_Task material:_

//! # Graphics Resources Builder
//!
//! This module handles the creation of the window and the WebGPU resources
//! the frame presenter needs.
//!
//! The main components are:
//! - `Graphics`: Holds all graphics-related resources
//! - `GraphicsBuilder`: Helper for initialization that reports back through the event loop
//! - `MaybeGraphics`: Represents the various states of graphics initialization

use std::future::Future;
use std::sync::Arc;

use log::info;
use wgpu::{Device, Queue, Surface, SurfaceConfiguration};
use winit::{
    dpi::PhysicalSize,
    event_loop::{ActiveEventLoop, EventLoopProxy},
    window::Window,
};

/// Title of the application window.
const WINDOW_TITLE: &str = "Voxel Space";

/// Contains all graphics-related resources required by the application.
pub struct Graphics {
    /// The application window
    pub window: Arc<Window>,
    /// Surface bound to `window`, already configured
    pub surface: Surface<'static>,
    /// Configuration the surface was configured with
    pub surface_config: SurfaceConfiguration,
    /// The WebGPU device
    pub device: Device,
    /// The WebGPU command queue
    pub queue: Queue,
}

/// Creates the window and initializes the WebGPU context for it.
///
/// # Arguments
/// * `event_loop` - The active event loop used to create the window and surface
/// * `size` - Initial inner size of the window
///
/// # Returns
/// A `Future` that resolves to the initialized `Graphics` when complete
///
/// # Panics
/// Panics if the window, surface, adapter or device cannot be created.
fn create_graphics(
    event_loop: &ActiveEventLoop,
    size: PhysicalSize<u32>,
) -> impl Future<Output = Graphics> + 'static {
    let window_attrs = Window::default_attributes()
        .with_title(WINDOW_TITLE)
        .with_inner_size(size);

    let window = Arc::new(
        event_loop
            .create_window(window_attrs)
            .expect("Failed to create window"),
    );

    let instance = wgpu::Instance::new(&wgpu::InstanceDescriptor {
        backends: wgpu::Backends::PRIMARY,
        flags: wgpu::InstanceFlags::empty(),
        backend_options: wgpu::BackendOptions::from_env_or_default(),
    });

    let surface = instance
        .create_surface(window.clone())
        .expect("Failed to create surface");

    async move {
        let adapter = instance
            .request_adapter(&wgpu::RequestAdapterOptions {
                power_preference: wgpu::PowerPreference::default(),
                compatible_surface: Some(&surface),
                force_fallback_adapter: false,
            })
            .await
            .expect("No compatible graphics adapter found");

        info!("Using adapter {}", adapter.get_info().name);

        let (device, queue) = adapter
            .request_device(&wgpu::DeviceDescriptor {
                label: None,
                required_features: wgpu::Features::empty(),
                required_limits: wgpu::Limits::default(),
                memory_hints: wgpu::MemoryHints::MemoryUsage,
                trace: wgpu::Trace::Off,
            })
            .await
            .expect("Failed to create device");

        let size = window.inner_size();

        let surface_caps = surface.get_capabilities(&adapter);
        let surface_format = surface_caps
            .formats
            .iter()
            .find(|f| f.is_srgb())
            .copied()
            .unwrap_or(surface_caps.formats[0]);
        info!("Surface format {:?}", surface_format);

        let surface_config = wgpu::SurfaceConfiguration {
            usage: wgpu::TextureUsages::RENDER_ATTACHMENT,
            format: surface_format,
            width: size.width.max(1),
            height: size.height.max(1),
            present_mode: surface_caps
                .present_modes
                .first()
                .copied()
                .unwrap_or(wgpu::PresentMode::Fifo),
            alpha_mode: surface_caps.alpha_modes[0],
            view_formats: vec![],
            desired_maximum_frame_latency: 2,
        };

        surface.configure(&device, &surface_config);

        Graphics {
            window,
            surface,
            surface_config,
            device,
            queue,
        }
    }
}

/// Helper struct for managing the initialization of graphics resources.
///
/// The finished `Graphics` are delivered to the application as a user event.
pub struct GraphicsBuilder {
    event_loop_proxy: Option<EventLoopProxy<Graphics>>,
    window_size: PhysicalSize<u32>,
}

/// Represents the possible states of the graphics initialization process.
pub enum MaybeGraphics {
    /// State before the window exists
    Builder(GraphicsBuilder),

    /// State after graphics resources have been handed to the engine
    Moved,
}

impl GraphicsBuilder {
    /// Creates a new GraphicsBuilder with the specified event loop proxy.
    ///
    /// # Arguments
    /// * `event_loop_proxy` - Used to send the initialized graphics resources back to the main thread
    /// * `window_size` - Initial inner size of the window
    pub fn new(event_loop_proxy: EventLoopProxy<Graphics>, window_size: PhysicalSize<u32>) -> Self {
        Self {
            event_loop_proxy: Some(event_loop_proxy),
            window_size,
        }
    }

    /// Creates the graphics resources and sends them back through the event loop.
    ///
    /// # Arguments
    /// * `event_loop` - The active event loop used to create the graphics context
    ///
    /// # Panics
    /// Panics if sending fails
    pub fn build_and_send(&mut self, event_loop: &ActiveEventLoop) {
        let Some(event_loop_proxy) = self.event_loop_proxy.take() else {
            // event_loop_proxy is already spent - we already constructed Graphics
            return;
        };

        let gfx = pollster::block_on(create_graphics(event_loop, self.window_size));
        assert!(event_loop_proxy.send_event(gfx).is_ok());
    }
}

_What is expected:_
Only lines containing the word "main" should appear in the answer, and every such line from the records above must be there.

_Written answer:_
//! The main components are:
    /// * `event_loop_proxy` - Used to send the initialized graphics resources back to the main thread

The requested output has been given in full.